// ============================================================================
// RESULT CACHE — content-addressed store of generated images
// ============================================================================
//
// Keys are lowercase SHA-256 hex fingerprints of a request. On disk each entry
// is `<key>.bin`, a bincode `CacheRecord` holding the mime type and raw bytes.

use std::collections::HashMap;
use std::fs;
use std::path::{Path, PathBuf};
use std::sync::{Arc, Mutex, MutexGuard};
use std::time::{Duration, SystemTime, UNIX_EPOCH};

use serde::{Deserialize, Serialize};
use sha2::{Digest, Sha256};
use thiserror::Error;
use uuid::Uuid;

use crate::artifact::Artifact;

#[derive(Debug, Error)]
pub enum CacheError {
    #[error("io: {0}")]
    Io(#[from] std::io::Error),
    #[error("corrupt cache record: {0}")]
    Corrupt(#[from] bincode::Error),
    #[error("invalid cache key '{0}'")]
    InvalidKey(String),
    #[error("cache task failed: {0}")]
    Task(#[from] tokio::task::JoinError),
}

/// Lowercase hex SHA-256 of `data`.
pub fn sha256_hex(data: impl AsRef<[u8]>) -> String {
    let digest = Sha256::digest(data.as_ref());
    let mut out = String::with_capacity(64);
    for b in digest.iter() {
        out.push_str(&format!("{b:02x}"));
    }
    out
}

fn valid_key(key: &str) -> bool {
    key.len() == 64 && key.bytes().all(|b| b.is_ascii_digit() || (b'a'..=b'f').contains(&b))
}

fn now_secs() -> u64 {
    SystemTime::now()
        .duration_since(UNIX_EPOCH)
        .map(|d| d.as_secs())
        .unwrap_or(0)
}

/// Eviction limits. The lookup contract is unaffected: an evicted or expired
/// entry is simply a miss.
#[derive(Clone, Copy, Debug, PartialEq, Eq)]
pub struct CachePolicy {
    pub max_entries: usize,
    pub ttl: Option<Duration>,
}

impl Default for CachePolicy {
    fn default() -> Self {
        Self {
            max_entries: 256,
            ttl: None,
        }
    }
}

#[derive(Clone, Debug, Serialize, Deserialize)]
struct CacheRecord {
    mime_type: String,
    bytes: Vec<u8>,
    /// Unix seconds.
    created_at: u64,
}

enum Backend {
    Memory(HashMap<String, CacheRecord>),
    Disk(PathBuf),
}

struct Index {
    backend: Backend,
    /// key → (last access tick, created_at)
    entries: HashMap<String, (u64, u64)>,
    tick: u64,
}

impl Index {
    fn touch(&mut self, key: &str, created_at: u64) {
        self.tick += 1;
        self.entries.insert(key.to_string(), (self.tick, created_at));
    }

    fn least_recent(&self) -> Option<String> {
        self.entries
            .iter()
            .min_by_key(|(_, (tick, _))| *tick)
            .map(|(k, _)| k.clone())
    }
}

/// Thread-safe result cache. Concurrent writers for the same key write the
/// same bytes, so races are harmless.
pub struct CacheStore {
    index: Mutex<Index>,
    policy: CachePolicy,
}

impl CacheStore {
    pub fn in_memory(policy: CachePolicy) -> Self {
        Self {
            index: Mutex::new(Index {
                backend: Backend::Memory(HashMap::new()),
                entries: HashMap::new(),
                tick: 0,
            }),
            policy,
        }
    }

    /// Open (creating if needed) a directory-backed cache. Existing entries are
    /// indexed oldest-first by modification time.
    pub fn open(dir: impl Into<PathBuf>, policy: CachePolicy) -> Result<Self, CacheError> {
        let dir = dir.into();
        fs::create_dir_all(&dir)?;

        let mut found: Vec<(String, u64)> = Vec::new();
        for entry in fs::read_dir(&dir)? {
            let entry = entry?;
            let path = entry.path();
            if path.extension().and_then(|e| e.to_str()) != Some("bin") {
                continue;
            }
            let Some(key) = path.file_stem().and_then(|s| s.to_str()) else { continue };
            if !valid_key(key) {
                continue;
            }
            let modified = entry
                .metadata()
                .and_then(|m| m.modified())
                .ok()
                .and_then(|t| t.duration_since(UNIX_EPOCH).ok())
                .map(|d| d.as_secs())
                .unwrap_or(0);
            found.push((key.to_string(), modified));
        }
        found.sort_by_key(|(_, m)| *m);

        let mut index = Index {
            backend: Backend::Disk(dir),
            entries: HashMap::new(),
            tick: 0,
        };
        for (key, modified) in found {
            index.touch(&key, modified);
        }
        let store = Self {
            index: Mutex::new(index),
            policy,
        };
        {
            let mut index = store.lock();
            store.evict_over_capacity(&mut index);
        }
        Ok(store)
    }

    pub fn policy(&self) -> CachePolicy {
        self.policy
    }

    pub fn dir(&self) -> Option<PathBuf> {
        match &self.lock().backend {
            Backend::Disk(dir) => Some(dir.clone()),
            Backend::Memory(_) => None,
        }
    }

    fn lock(&self) -> MutexGuard<'_, Index> {
        self.index.lock().unwrap_or_else(|poisoned| poisoned.into_inner())
    }

    pub fn get(&self, key: &str) -> Result<Option<Artifact>, CacheError> {
        if !valid_key(key) {
            return Err(CacheError::InvalidKey(key.to_string()));
        }
        let mut index = self.lock();
        let record = match &index.backend {
            Backend::Memory(map) => map.get(key).cloned(),
            Backend::Disk(dir) => read_record(&record_path(dir, key))?,
        };
        let Some(record) = record else {
            index.entries.remove(key);
            return Ok(None);
        };

        if let Some(ttl) = self.policy.ttl
            && now_secs().saturating_sub(record.created_at) > ttl.as_secs()
        {
            remove_locked(&mut index, key)?;
            return Ok(None);
        }

        index.touch(key, record.created_at);
        Ok(Some(Artifact::new(
            format!("cached-{}.{}", &key[..12], crate::io::extension_for_mime(&record.mime_type)),
            record.mime_type,
            record.bytes,
        )))
    }

    /// [`get`](Self::get) on the blocking pool. Disk reads never stall the
    /// async caller.
    pub async fn fetch(self: &Arc<Self>, key: &str) -> Result<Option<Artifact>, CacheError> {
        let store = Arc::clone(self);
        let key = key.to_string();
        tokio::task::spawn_blocking(move || store.get(&key)).await?
    }

    /// [`put`](Self::put) on the blocking pool.
    pub async fn store(self: &Arc<Self>, key: &str, artifact: Artifact) -> Result<(), CacheError> {
        let store = Arc::clone(self);
        let key = key.to_string();
        tokio::task::spawn_blocking(move || store.put(&key, &artifact)).await?
    }

    pub fn contains(&self, key: &str) -> bool {
        valid_key(key) && self.lock().entries.contains_key(key)
    }

    pub fn put(&self, key: &str, artifact: &Artifact) -> Result<(), CacheError> {
        if !valid_key(key) {
            return Err(CacheError::InvalidKey(key.to_string()));
        }
        let record = CacheRecord {
            mime_type: artifact.mime_type().to_string(),
            bytes: artifact.bytes().to_vec(),
            created_at: now_secs(),
        };
        let mut index = self.lock();
        match &mut index.backend {
            Backend::Memory(map) => {
                map.insert(key.to_string(), record.clone());
            }
            Backend::Disk(dir) => write_record(dir, key, &record)?,
        }
        index.touch(key, record.created_at);
        self.evict_over_capacity(&mut index);
        Ok(())
    }

    pub fn remove(&self, key: &str) -> Result<(), CacheError> {
        if !valid_key(key) {
            return Err(CacheError::InvalidKey(key.to_string()));
        }
        remove_locked(&mut self.lock(), key)
    }

    /// Drop every entry.
    pub fn clear(&self) -> Result<(), CacheError> {
        let mut index = self.lock();
        let keys: Vec<String> = index.entries.keys().cloned().collect();
        for key in keys {
            remove_locked(&mut index, &key)?;
        }
        if let Backend::Memory(map) = &mut index.backend {
            map.clear();
        }
        Ok(())
    }

    pub fn len(&self) -> usize {
        self.lock().entries.len()
    }

    pub fn is_empty(&self) -> bool {
        self.len() == 0
    }

    fn evict_over_capacity(&self, index: &mut Index) {
        while index.entries.len() > self.policy.max_entries.max(1) {
            let Some(oldest) = index.least_recent() else { break };
            if let Err(e) = remove_locked(index, &oldest) {
                log_warn!("cache: failed to evict {}: {}", oldest, e);
                index.entries.remove(&oldest);
            }
        }
    }
}

fn remove_locked(index: &mut Index, key: &str) -> Result<(), CacheError> {
    index.entries.remove(key);
    match &mut index.backend {
        Backend::Memory(map) => {
            map.remove(key);
        }
        Backend::Disk(dir) => match fs::remove_file(record_path(dir, key)) {
            Ok(()) => {}
            Err(e) if e.kind() == std::io::ErrorKind::NotFound => {}
            Err(e) => return Err(e.into()),
        },
    }
    Ok(())
}

fn record_path(dir: &Path, key: &str) -> PathBuf {
    dir.join(format!("{key}.bin"))
}

fn read_record(path: &Path) -> Result<Option<CacheRecord>, CacheError> {
    match fs::read(path) {
        Ok(bytes) => Ok(Some(bincode::deserialize(&bytes)?)),
        Err(e) if e.kind() == std::io::ErrorKind::NotFound => Ok(None),
        Err(e) => Err(e.into()),
    }
}

/// Write via a temp file + rename so readers never see a torn record.
fn write_record(dir: &Path, key: &str, record: &CacheRecord) -> Result<(), CacheError> {
    let bytes = bincode::serialize(record)?;
    let tmp = dir.join(format!("{key}.{}.tmp", Uuid::new_v4().simple()));
    fs::write(&tmp, bytes)?;
    if let Err(e) = fs::rename(&tmp, record_path(dir, key)) {
        let _ = fs::remove_file(&tmp);
        return Err(e.into());
    }
    Ok(())
}

#[cfg(test)]
mod tests {
    use super::*;

    fn art(tag: u8) -> Artifact {
        Artifact::new("r.png", "image/png", vec![tag; 32])
    }

    fn key(n: u8) -> String {
        sha256_hex([n])
    }

    #[test]
    fn sha256_matches_known_vector() {
        assert_eq!(
            sha256_hex("abc"),
            "ba7816bf8f01cfea414140de5dae2223b00361a396177a9cb410ff61f20015ad"
        );
    }

    #[test]
    fn memory_put_then_get() {
        let cache = CacheStore::in_memory(CachePolicy::default());
        assert!(cache.get(&key(1)).unwrap().is_none());
        cache.put(&key(1), &art(7)).unwrap();
        let hit = cache.get(&key(1)).unwrap().unwrap();
        assert_eq!(hit.bytes(), art(7).bytes());
        assert_eq!(hit.mime_type(), "image/png");
        assert!(cache.contains(&key(1)));
    }

    #[test]
    fn rejects_non_fingerprint_keys() {
        let cache = CacheStore::in_memory(CachePolicy::default());
        assert!(matches!(cache.put("../etc/passwd", &art(1)), Err(CacheError::InvalidKey(_))));
        assert!(matches!(cache.get("ABC"), Err(CacheError::InvalidKey(_))));
    }

    #[test]
    fn lru_evicts_least_recently_used() {
        let cache = CacheStore::in_memory(CachePolicy {
            max_entries: 2,
            ttl: None,
        });
        cache.put(&key(1), &art(1)).unwrap();
        cache.put(&key(2), &art(2)).unwrap();
        // Touch 1 so 2 becomes the eviction candidate
        cache.get(&key(1)).unwrap();
        cache.put(&key(3), &art(3)).unwrap();
        assert_eq!(cache.len(), 2);
        assert!(cache.contains(&key(1)));
        assert!(!cache.contains(&key(2)));
        assert!(cache.get(&key(2)).unwrap().is_none());
    }

    #[test]
    fn expired_entries_are_misses() {
        let cache = CacheStore::in_memory(CachePolicy {
            max_entries: 8,
            ttl: Some(Duration::from_secs(3600)),
        });
        cache.put(&key(1), &art(1)).unwrap();
        // Backdate the record past the TTL
        {
            let mut index = cache.lock();
            if let Backend::Memory(map) = &mut index.backend {
                map.get_mut(&key(1)).unwrap().created_at -= 7200;
            }
        }
        assert!(cache.get(&key(1)).unwrap().is_none());
        assert!(!cache.contains(&key(1)));
    }

    #[test]
    fn disk_entries_survive_reopen() {
        let dir = tempfile::tempdir().unwrap();
        {
            let cache = CacheStore::open(dir.path(), CachePolicy::default()).unwrap();
            cache.put(&key(5), &Artifact::new("x", "image/webp", vec![1, 2, 3])).unwrap();
        }
        let cache = CacheStore::open(dir.path(), CachePolicy::default()).unwrap();
        assert_eq!(cache.len(), 1);
        let hit = cache.get(&key(5)).unwrap().unwrap();
        assert_eq!(hit.mime_type(), "image/webp");
        assert_eq!(hit.bytes(), &[1, 2, 3]);
        // No temp files left behind
        let names: Vec<_> = fs::read_dir(dir.path())
            .unwrap()
            .map(|e| e.unwrap().file_name().to_string_lossy().into_owned())
            .collect();
        assert_eq!(names, vec![format!("{}.bin", key(5))]);
    }

    #[test]
    fn clear_removes_files() {
        let dir = tempfile::tempdir().unwrap();
        let cache = CacheStore::open(dir.path(), CachePolicy::default()).unwrap();
        cache.put(&key(1), &art(1)).unwrap();
        cache.put(&key(2), &art(2)).unwrap();
        cache.clear().unwrap();
        assert!(cache.is_empty());
        assert_eq!(fs::read_dir(dir.path()).unwrap().count(), 0);
    }

    #[tokio::test]
    async fn async_access_goes_through_the_same_files() {
        let dir = tempfile::tempdir().unwrap();
        let cache = Arc::new(CacheStore::open(dir.path(), CachePolicy::default()).unwrap());
        assert!(cache.fetch(&key(4)).await.unwrap().is_none());
        cache.store(&key(4), art(4)).await.unwrap();
        assert!(dir.path().join(format!("{}.bin", key(4))).exists());
        let hit = cache.fetch(&key(4)).await.unwrap().unwrap();
        assert_eq!(hit.bytes(), art(4).bytes());
        assert!(matches!(cache.fetch("nope").await, Err(CacheError::InvalidKey(_))));
    }

    #[test]
    fn corrupt_record_is_an_error_not_a_panic() {
        let dir = tempfile::tempdir().unwrap();
        fs::write(dir.path().join(format!("{}.bin", key(9))), b"\xff").unwrap();
        let cache = CacheStore::open(dir.path(), CachePolicy::default()).unwrap();
        assert!(matches!(cache.get(&key(9)), Err(CacheError::Corrupt(_))));
    }
}
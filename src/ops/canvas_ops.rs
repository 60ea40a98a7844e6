// ============================================================================
// CANVAS OPERATIONS — overlay blending and mask-scoped compositing
// ============================================================================

use image::{GrayImage, RgbaImage, imageops};
use rayon::prelude::*;

use crate::canvas::{BlendMode, blend_pixel};

/// Scale `img` to `w`×`h` unless it already has that size.
fn fit(img: &RgbaImage, w: u32, h: u32) -> std::borrow::Cow<'_, RgbaImage> {
    if img.dimensions() == (w, h) {
        std::borrow::Cow::Borrowed(img)
    } else {
        std::borrow::Cow::Owned(imageops::resize(img, w, h, imageops::FilterType::Triangle))
    }
}

/// Draw `base`, then `overlay` stretched to the base size with `mode` at
/// `opacity` (0.0..=1.0). Used for textures and result blending.
pub fn blend_images(base: &RgbaImage, overlay: &RgbaImage, mode: BlendMode, opacity: f32) -> RgbaImage {
    let (w, h) = base.dimensions();
    if w == 0 || h == 0 || overlay.width() == 0 || overlay.height() == 0 {
        return base.clone();
    }
    let overlay = fit(overlay, w, h);
    let opacity = opacity.clamp(0.0, 1.0);

    let mut out = base.clone();
    let stride = w as usize * 4;
    let top_raw = overlay.as_raw();
    out.par_chunks_mut(stride).enumerate().for_each(|(y, row)| {
        let top_row = &top_raw[y * stride..(y + 1) * stride];
        for (px, top) in row.chunks_exact_mut(4).zip(top_row.chunks_exact(4)) {
            let blended = blend_pixel(
                image::Rgba([px[0], px[1], px[2], px[3]]),
                image::Rgba([top[0], top[1], top[2], top[3]]),
                mode,
                opacity,
            );
            px.copy_from_slice(&blended.0);
        }
    });
    out
}

/// Keep `edited` where the mask is set and `original` elsewhere, mixing
/// proportionally on soft mask edges. The mask is scaled to the image.
pub fn composite_masked(original: &RgbaImage, edited: &RgbaImage, mask: &GrayImage) -> RgbaImage {
    let (w, h) = original.dimensions();
    let edited = fit(edited, w, h);
    let mask = if mask.dimensions() == (w, h) {
        std::borrow::Cow::Borrowed(mask)
    } else {
        std::borrow::Cow::Owned(imageops::resize(mask, w, h, imageops::FilterType::Triangle))
    };

    let mut out = original.clone();
    let stride = w as usize * 4;
    let edited_raw = edited.as_raw();
    let mask_raw = mask.as_raw();
    out.par_chunks_mut(stride).enumerate().for_each(|(y, row)| {
        let edited_row = &edited_raw[y * stride..(y + 1) * stride];
        let mask_row = &mask_raw[y * w as usize..(y + 1) * w as usize];
        for ((px, ed), &m) in row
            .chunks_exact_mut(4)
            .zip(edited_row.chunks_exact(4))
            .zip(mask_row)
        {
            match m {
                0 => {}
                255 => px.copy_from_slice(ed),
                m => {
                    let t = m as u32;
                    for c in 0..4 {
                        px[c] = ((px[c] as u32 * (255 - t) + ed[c] as u32 * t + 127) / 255) as u8;
                    }
                }
            }
        }
    });
    out
}

/// Preview blend: the result drawn over the original at `amount` (0..=1),
/// on a canvas the size of the result.
pub fn mix(original: &RgbaImage, result: &RgbaImage, amount: f32) -> RgbaImage {
    let (w, h) = result.dimensions();
    let original = fit(original, w, h);
    blend_images(&original, result, BlendMode::Normal, amount)
}

#[cfg(test)]
mod tests {
    use super::*;
    use image::{Luma, Rgba};

    #[test]
    fn overlay_is_scaled_to_base() {
        let base = RgbaImage::from_pixel(8, 6, Rgba([10, 10, 10, 255]));
        let tex = RgbaImage::from_pixel(2, 2, Rgba([200, 200, 200, 255]));
        let out = blend_images(&base, &tex, BlendMode::Normal, 1.0);
        assert_eq!(out.dimensions(), (8, 6));
        assert!(out.pixels().all(|p| *p == Rgba([200, 200, 200, 255])));
    }

    #[test]
    fn zero_opacity_keeps_base() {
        let base = RgbaImage::from_pixel(3, 3, Rgba([1, 2, 3, 255]));
        let tex = RgbaImage::from_pixel(3, 3, Rgba([250, 250, 250, 255]));
        assert_eq!(blend_images(&base, &tex, BlendMode::Multiply, 0.0), base);
    }

    #[test]
    fn multiply_darkens() {
        let base = RgbaImage::from_pixel(1, 1, Rgba([200, 100, 50, 255]));
        let tex = RgbaImage::from_pixel(1, 1, Rgba([128, 128, 128, 255]));
        let out = blend_images(&base, &tex, BlendMode::Multiply, 1.0);
        let px = out.get_pixel(0, 0);
        assert!(px[0] < 200 && px[1] < 100 && px[2] < 50);
    }

    #[test]
    fn masked_composite_respects_mask_and_edges() {
        let original = RgbaImage::from_pixel(3, 1, Rgba([0, 0, 0, 255]));
        let edited = RgbaImage::from_pixel(3, 1, Rgba([255, 255, 255, 255]));
        let mut mask = GrayImage::new(3, 1);
        mask.put_pixel(0, 0, Luma([255]));
        mask.put_pixel(1, 0, Luma([128]));
        let out = composite_masked(&original, &edited, &mask);
        assert_eq!(out.get_pixel(0, 0), &Rgba([255, 255, 255, 255]));
        assert_eq!(out.get_pixel(1, 0)[0], 128);
        assert_eq!(out.get_pixel(2, 0), &Rgba([0, 0, 0, 255]));
    }

    #[test]
    fn mix_half_way() {
        let original = RgbaImage::from_pixel(4, 4, Rgba([0, 0, 0, 255]));
        let result = RgbaImage::from_pixel(2, 2, Rgba([200, 200, 200, 255]));
        let out = mix(&original, &result, 0.5);
        assert_eq!(out.dimensions(), (2, 2));
        assert_eq!(out.get_pixel(0, 0)[0], 100);
        assert_eq!(mix(&original, &result, 1.0), result);
    }
}
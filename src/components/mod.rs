// ============================================================================
// COMPONENTS — editor state machines that know nothing about the network
// ============================================================================
//
//   history.rs — linear undo/redo over committed artifacts
//   mask.rs    — brush and bounding-box mask surface
//   tools.rs   — tool catalogue and recorded parameter maps
// ============================================================================

pub mod history;
pub mod mask;
pub mod tools;

pub use history::{HistoryEntry, HistoryError, HistoryManager, OperationKind, OperationRecord};
pub use mask::{BoundingBox, MaskCanvas};
pub use tools::{ToolId, ToolParams};
pub mod loss;
pub mod shape;

pub use loss::*;
pub use shape::*;
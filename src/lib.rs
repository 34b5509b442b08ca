mod activation;
pub mod error;
pub mod f;
pub mod nn;
pub mod optimizers;

pub use activation::{Activation, Activations};
pub use error::{Error, Result};
pub use nn::{GradientRule, Network, Prediction};
pub use optimizers::{Hyper, LossHistory, Mode};

/// Feature rows and their integer class labels.
pub type Dataset = (ndarray::Array2<f64>, Vec<usize>);
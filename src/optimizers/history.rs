use std::fmt;

use serde::{Deserialize, Serialize};

#[derive(Serialize, Deserialize, Debug, Clone, Copy, PartialEq, Eq)]
pub enum Mode {
    Training,
    Validation,
}

impl Mode {
    /// Every epoch runs the training pass before the validation pass.
    pub const ORDER: [Mode; 2] = [Mode::Training, Mode::Validation];
}

impl fmt::Display for Mode {
    fn fmt(&self, f: &mut fmt::Formatter<'_>) -> fmt::Result {
        match self {
            Mode::Training => write!(f, "training"),
            Mode::Validation => write!(f, "validation"),
        }
    }
}

/// Summed cross-entropy per epoch, one sequence per split. Entries are only
/// ever appended.
#[derive(Serialize, Deserialize, Debug, Clone, Default, PartialEq)]
pub struct LossHistory {
    training: Vec<f64>,
    validation: Vec<f64>,
}

impl LossHistory {
    pub fn new() -> LossHistory {
        LossHistory::default()
    }

    pub(crate) fn record(&mut self, mode: Mode, loss: f64) {
        match mode {
            Mode::Training => self.training.push(loss),
            Mode::Validation => self.validation.push(loss),
        }
    }

    pub fn training(&self) -> &[f64] {
        &self.training
    }

    pub fn validation(&self) -> &[f64] {
        &self.validation
    }

    pub fn get(&self, mode: Mode) -> &[f64] {
        match mode {
            Mode::Training => &self.training,
            Mode::Validation => &self.validation,
        }
    }

    pub fn epochs(&self) -> usize {
        self.training.len()
    }
}

#[cfg(test)]
mod tests {
    use super::*;

    #[test]
    fn record_appends_to_its_split() {
        let mut h = LossHistory::new();
        h.record(Mode::Training, 3.);
        h.record(Mode::Validation, 4.);
        h.record(Mode::Training, 2.);

        assert_eq!(h.training(), &[3., 2.]);
        assert_eq!(h.get(Mode::Validation), &[4.]);
        assert_eq!(h.epochs(), 2);
    }

    #[test]
    fn serializes_both_splits() {
        let mut h = LossHistory::new();
        h.record(Mode::Training, 1.5);
        h.record(Mode::Validation, 2.5);

        let json = serde_json::to_string(&h).unwrap();
        assert_eq!(json, r#"{"training":[1.5],"validation":[2.5]}"#);
        assert_eq!(serde_json::from_str::<LossHistory>(&json).unwrap(), h);
    }
}
mod forward;
pub mod gradient;
mod network;
mod params;

pub use forward::Trace;
pub use gradient::GradientRule;
pub use network::{Network, Prediction, NO_DIGIT};
pub use params::Params;
use std::ops::Range;

use ndarray::Array1;

pub fn onehot(i: usize, size: usize) -> Array1<f64> {
    let mut oh = Array1::zeros(size);
    if i < size {
        oh[i] = 1.;
    }
    oh
}

/// Contiguous batch ranges covering `0..n`. Every batch holds `batch_size`
/// items except possibly the last, which is shorter but never empty.
pub fn batches(n: usize, batch_size: usize) -> Vec<Range<usize>> {
    if batch_size == 0 {
        return vec![];
    }

    (0..n.div_ceil(batch_size))
        .map(|i| {
            let start = i * batch_size;
            start..(start + batch_size).min(n)
        })
        .collect()
}

#[cfg(test)]
mod tests {
    use super::*;

    #[test]
    fn nine_items_in_batches_of_four() {
        let b = batches(9, 4);
        let sizes = b.iter().map(|r| r.len()).collect::<Vec<_>>();

        assert_eq!(b.len(), 3);
        assert_eq!(sizes, vec![4, 4, 1]);
        assert_eq!(b[2], 8..9);
    }

    #[test]
    fn exact_multiple_has_no_short_batch() {
        assert_eq!(batches(8, 4), vec![0..4, 4..8]);
    }

    #[test]
    fn empty_split_has_no_batches() {
        assert!(batches(0, 40).is_empty());
    }

    #[test]
    fn onehot_ignores_out_of_range() {
        assert_eq!(onehot(2, 3).to_vec(), vec![0., 0., 1.]);
        assert_eq!(onehot(5, 3).sum(), 0.);
    }
}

Brief:
Set apart and copy each line of the records that holds the word "Debug".

Exercise output:
#[derive(Debug, Error)]
#[derive(Clone, Copy, Debug, PartialEq, Eq)]
#[derive(Clone, Debug, Serialize, Deserialize)]
#[derive(Serialize, Deserialize, Debug, Clone, Copy, PartialEq, Eq)]
#[derive(Serialize, Deserialize, Debug, Clone, Default, PartialEq)]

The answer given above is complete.